Mas, permaneçamos no desejo de ver com os próprios olhos, em sentido literal. E isso realmente constitui um dos mais fortes impulsos do homem: "Preferimos o ver a qualquer outra coisa" - é o que se lê já no primeiro capítulo da Metafísica de Aristóteles. Para mostrar até que ponto isso é verdade, não nos custaria muitas palavras; e também não as precisaríamos gastar para evidenciar que a autonomia da vida intelectual se baseia - em boa medida - justamente em assegurar-se da verdade por "ver com os próprios olhos".
Mas, também aqui, claramente vale a complementação: que esta força fundamental necessita de maneira especial de controle, porquanto ela pode, como quase nenhuma outra, degenerar autodestruidoramente. E aqui acontece literalmente que não dispomos de nome nem para a virtude nem para o vício.

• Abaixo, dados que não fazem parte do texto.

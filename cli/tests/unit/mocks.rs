//! Shared gateway doubles for unit tests.
//!
//! `RecordingGateway` models a small provider: which requests are fulfilled
//! and bound to which instance, which instances are describable, and which
//! calls fail. Every call is recorded in order, and `create_tags` applies
//! overwrite semantics to an in-memory tag store.

#![allow(dead_code, clippy::expect_used)]

use std::collections::{BTreeMap, HashMap, HashSet};
use std::sync::{Arc, Mutex};

use async_trait::async_trait;
use fleetspot_cli::application::{ProviderGateway, RequestContext, Reservation, SpotRequestRecord};
use fleetspot_cli::domain::ProviderError;
use fleetspot_common::{FleetGroup, GroupTag, Tag};

/// One recorded gateway call.
#[derive(Debug, Clone, PartialEq, Eq)]
pub enum Call {
    Wait(String),
    DescribeRequests(String),
    DescribeInstances(String),
    CreateTags(String, Vec<Tag>),
}

#[derive(Default)]
pub struct RecordingGateway {
    /// request id → bound instance id. Absent ids describe as empty.
    bindings: HashMap<String, Option<String>>,
    /// Instance ids that describe as one reservation.
    visible_instances: HashSet<String>,
    wait_errors: HashMap<String, ProviderError>,
    describe_requests_error: Option<ProviderError>,
    describe_instances_error: Option<ProviderError>,
    /// resource id → create-tags error.
    tag_errors: HashMap<String, ProviderError>,
    calls: Mutex<Vec<Call>>,
    tag_store: Mutex<BTreeMap<String, BTreeMap<String, String>>>,
}

impl RecordingGateway {
    pub fn new() -> Self {
        Self::default()
    }

    /// `request_id` is fulfilled with a describable `instance_id`.
    pub fn fulfilled(mut self, request_id: &str, instance_id: &str) -> Self {
        self.bindings
            .insert(request_id.to_string(), Some(instance_id.to_string()));
        self.visible_instances.insert(instance_id.to_string());
        self
    }

    /// `request_id` describes as a record with no instance id.
    pub fn unbound(mut self, request_id: &str) -> Self {
        self.bindings.insert(request_id.to_string(), None);
        self
    }

    /// `request_id` is bound to `instance_id`, but the instance describes as empty.
    pub fn bound_to_invisible(mut self, request_id: &str, instance_id: &str) -> Self {
        self.bindings
            .insert(request_id.to_string(), Some(instance_id.to_string()));
        self
    }

    pub fn wait_fails(mut self, request_id: &str, message: &str) -> Self {
        self.wait_errors
            .insert(request_id.to_string(), ProviderError::new(message));
        self
    }

    pub fn describe_requests_fails(mut self, message: &str) -> Self {
        self.describe_requests_error = Some(ProviderError::new(message));
        self
    }

    pub fn describe_instances_fails(mut self, message: &str) -> Self {
        self.describe_instances_error = Some(ProviderError::new(message));
        self
    }

    pub fn tagging_fails(mut self, resource_id: &str, message: &str) -> Self {
        self.tag_errors
            .insert(resource_id.to_string(), ProviderError::new(message));
        self
    }

    pub fn calls(&self) -> Vec<Call> {
        self.calls.lock().expect("lock").clone()
    }

    pub fn count(&self, pred: impl Fn(&Call) -> bool) -> usize {
        self.calls().iter().filter(|c| pred(c)).count()
    }

    pub fn describe_calls(&self) -> usize {
        self.count(|c| matches!(c, Call::DescribeRequests(_) | Call::DescribeInstances(_)))
    }

    pub fn create_tag_calls(&self) -> Vec<(String, Vec<Tag>)> {
        self.calls()
            .into_iter()
            .filter_map(|c| match c {
                Call::CreateTags(resource, tags) => Some((resource, tags)),
                _ => None,
            })
            .collect()
    }

    /// Tags currently stored on `resource_id`, sorted by key.
    pub fn tags_on(&self, resource_id: &str) -> Vec<(String, String)> {
        self.tag_store
            .lock()
            .expect("lock")
            .get(resource_id)
            .map(|tags| tags.iter().map(|(k, v)| (k.clone(), v.clone())).collect())
            .unwrap_or_default()
    }

    fn record(&self, call: Call) {
        self.calls.lock().expect("lock").push(call);
    }
}

#[async_trait]
impl ProviderGateway for RecordingGateway {
    async fn wait_until_fulfilled(&self, request_id: &str) -> Result<(), ProviderError> {
        self.record(Call::Wait(request_id.to_string()));
        match self.wait_errors.get(request_id) {
            Some(e) => Err(e.clone()),
            None => Ok(()),
        }
    }

    async fn describe_spot_requests(
        &self,
        request_id: &str,
    ) -> Result<Vec<SpotRequestRecord>, ProviderError> {
        self.record(Call::DescribeRequests(request_id.to_string()));
        if let Some(e) = &self.describe_requests_error {
            return Err(e.clone());
        }
        Ok(self
            .bindings
            .get(request_id)
            .map(|instance_id| SpotRequestRecord {
                instance_id: instance_id.clone(),
                state: Some("active".to_string()),
            })
            .into_iter()
            .collect())
    }

    async fn describe_instances(&self, instance_id: &str) -> Result<Vec<Reservation>, ProviderError> {
        self.record(Call::DescribeInstances(instance_id.to_string()));
        if let Some(e) = &self.describe_instances_error {
            return Err(e.clone());
        }
        if self.visible_instances.contains(instance_id) {
            Ok(vec![Reservation {
                reservation_id: Some(format!("r-{instance_id}")),
                instance_ids: vec![instance_id.to_string()],
            }])
        } else {
            Ok(Vec::new())
        }
    }

    async fn create_tags(&self, resource_id: &str, tags: &[Tag]) -> Result<(), ProviderError> {
        self.record(Call::CreateTags(resource_id.to_string(), tags.to_vec()));
        if let Some(e) = self.tag_errors.get(resource_id) {
            return Err(e.clone());
        }
        let mut store = self.tag_store.lock().expect("lock");
        let entry = store.entry(resource_id.to_string()).or_default();
        for tag in tags {
            entry.insert(tag.key.clone(), tag.value.clone());
        }
        Ok(())
    }
}

// ── Fixtures ──────────────────────────────────────────────────────────────────

pub fn web_group() -> FleetGroup {
    FleetGroup::new(
        "web",
        vec![
            GroupTag::new("Owner", "team-a", true),
            GroupTag::new("Env", "prod", false),
        ],
    )
}

/// A context over `gateway` for `group` in `us-east-1`.
pub fn context(gateway: Arc<dyn ProviderGateway>, group: FleetGroup) -> RequestContext {
    RequestContext::new("us-east-1", gateway, Arc::new(group))
}

/// Wraps a `RecordingGateway`; waiting on any `stalled` request never returns.
pub struct StallingGateway {
    pub stalled: HashSet<String>,
    pub inner: RecordingGateway,
}

impl StallingGateway {
    pub fn new(inner: RecordingGateway, stalled: &[&str]) -> Self {
        Self {
            stalled: stalled.iter().map(|s| (*s).to_string()).collect(),
            inner,
        }
    }
}

#[async_trait]
impl ProviderGateway for StallingGateway {
    async fn wait_until_fulfilled(&self, request_id: &str) -> Result<(), ProviderError> {
        if self.stalled.contains(request_id) {
            std::future::pending::<()>().await;
        }
        self.inner.wait_until_fulfilled(request_id).await
    }

    async fn describe_spot_requests(
        &self,
        request_id: &str,
    ) -> Result<Vec<SpotRequestRecord>, ProviderError> {
        self.inner.describe_spot_requests(request_id).await
    }

    async fn describe_instances(&self, instance_id: &str) -> Result<Vec<Reservation>, ProviderError> {
        self.inner.describe_instances(instance_id).await
    }

    async fn create_tags(&self, resource_id: &str, tags: &[Tag]) -> Result<(), ProviderError> {
        self.inner.create_tags(resource_id, tags).await
    }
}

Pois se encontramos o descontrole do desejo de ver, nos Antigos, sob o nome de "curiosidade" (curiositas), pensamos antes na perdoável fraqueza da vizinha do que no verdadeiro e profundo mal que a "concupiscência dos olhos", este "ver por ver", pode causar na existência humana. E, quanto ao vocábulo tradicional para o controle do querer ver, studiositas, simplesmente não significa mais nada.
Martin Heidegger designou por "curiosidade" (Neugier) aquilo que realmente queriam dizer os Antigos com curiositas: o que interessa à curiosidade não é a captação da realidade, mas a "possibilidade de abandonar-se ao mundo".

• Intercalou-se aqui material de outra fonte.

//! Spot instance request lifecycle.
//!
//! Pure types only. The application layer drives the transitions; this
//! module only decides which ones are legal.

use std::fmt;

use serde::Serialize;

use crate::domain::error::TransitionError;

/// Lifecycle state of a single spot instance request.
///
/// ```text
/// pending ──wait ok──▶ fulfilled ──instance tagged──▶ tagged
///    │                    ├──nothing resolvable──▶ orphaned
///    │                    └──resolve/tag error───▶ failed
///    └──wait error──▶ failed
/// ```
#[derive(Debug, Clone, Copy, PartialEq, Eq, Serialize)]
#[serde(rename_all = "lowercase")]
pub enum RequestState {
    Pending,
    Fulfilled,
    Tagged,
    Orphaned,
    Failed,
}

impl RequestState {
    #[must_use]
    pub fn is_terminal(self) -> bool {
        matches!(self, Self::Tagged | Self::Orphaned | Self::Failed)
    }

    #[must_use]
    pub fn can_transition_to(self, next: Self) -> bool {
        matches!(
            (self, next),
            (Self::Pending, Self::Fulfilled | Self::Failed)
                | (Self::Fulfilled, Self::Tagged | Self::Orphaned | Self::Failed)
        )
    }

    #[must_use]
    pub fn as_str(self) -> &'static str {
        match self {
            Self::Pending => "pending",
            Self::Fulfilled => "fulfilled",
            Self::Tagged => "tagged",
            Self::Orphaned => "orphaned",
            Self::Failed => "failed",
        }
    }
}

impl fmt::Display for RequestState {
    fn fmt(&self, f: &mut fmt::Formatter<'_>) -> fmt::Result {
        f.write_str(self.as_str())
    }
}

/// Why a fulfilled request was left untagged.
#[derive(Debug, Clone, Copy, PartialEq, Eq, Serialize)]
#[serde(rename_all = "snake_case")]
pub enum OrphanReason {
    /// Describing the request returned no records.
    RequestNotVisible,
    /// The request record carries no instance id.
    NoInstanceBound,
    /// Describing the bound instance returned no reservations.
    InstanceNotVisible,
}

impl fmt::Display for OrphanReason {
    fn fmt(&self, f: &mut fmt::Formatter<'_>) -> fmt::Result {
        f.write_str(match self {
            Self::RequestNotVisible => "spot request not visible",
            Self::NoInstanceBound => "no instance bound to spot request",
            Self::InstanceNotVisible => "bound instance not visible",
        })
    }
}

/// A spot instance request tracked by this controller.
#[derive(Debug, Clone, PartialEq, Eq)]
pub struct SpotInstanceRequest {
    id: String,
    region: String,
    group: String,
    instance_id: Option<String>,
    state: RequestState,
}

impl SpotInstanceRequest {
    /// A freshly created request, still `pending`.
    pub fn new(id: impl Into<String>, region: impl Into<String>, group: impl Into<String>) -> Self {
        Self {
            id: id.into(),
            region: region.into(),
            group: group.into(),
            instance_id: None,
            state: RequestState::Pending,
        }
    }

    #[must_use]
    pub fn id(&self) -> &str {
        &self.id
    }

    #[must_use]
    pub fn region(&self) -> &str {
        &self.region
    }

    /// Name of the owning fleet group.
    #[must_use]
    pub fn group(&self) -> &str {
        &self.group
    }

    #[must_use]
    pub fn instance_id(&self) -> Option<&str> {
        self.instance_id.as_deref()
    }

    #[must_use]
    pub fn state(&self) -> RequestState {
        self.state
    }

    /// Move to `next`.
    ///
    /// # Errors
    ///
    /// Returns an error if the lifecycle does not allow the move.
    pub fn transition(&mut self, next: RequestState) -> Result<(), TransitionError> {
        if !self.state.can_transition_to(next) {
            return Err(self.transition_error(next));
        }
        self.state = next;
        Ok(())
    }

    /// Record the instance the provider bound to this request.
    ///
    /// # Errors
    ///
    /// Returns an error unless the request is `fulfilled` and not yet bound.
    pub fn bind_instance(&mut self, instance_id: impl Into<String>) -> Result<(), TransitionError> {
        if self.state != RequestState::Fulfilled || self.instance_id.is_some() {
            return Err(self.transition_error(RequestState::Fulfilled));
        }
        self.instance_id = Some(instance_id.into());
        Ok(())
    }

    /// Mark the request `failed`. No-op once the request is terminal.
    pub fn fail(&mut self) {
        if !self.state.is_terminal() {
            self.state = RequestState::Failed;
        }
    }

    fn transition_error(&self, to: RequestState) -> TransitionError {
        TransitionError {
            request_id: self.id.clone(),
            from: self.state,
            to,
        }
    }
}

Penso que deveria ser possível mostrar claramente ao contemporâneo crítico da "geração da TV" o perigo - que tão profundamente atinge a existência - e de que estamos aqui tratando: o de perder, no meio do barulho ensurdecedor, ótico e acústico, de vazias baboseiras, a capacidade original de captar a realidade. O controle do "desejo de ver", tão vital hoje como antigamente, poderia alcançar um valor quase salvador na medida em que, por uma ascese do conhecimento, conservássemos aquilo que desde sempre perfaz uma existência humana plena de sentido: ver a realidade criada por Deus tal como ela é, e viver e agir da verdade assim apreendida.
Josef Pieper In: LAUAND, Jean. Linguagem e Ética; Ensaios. Curitiba: Editora Universitária Champagnat, 1989.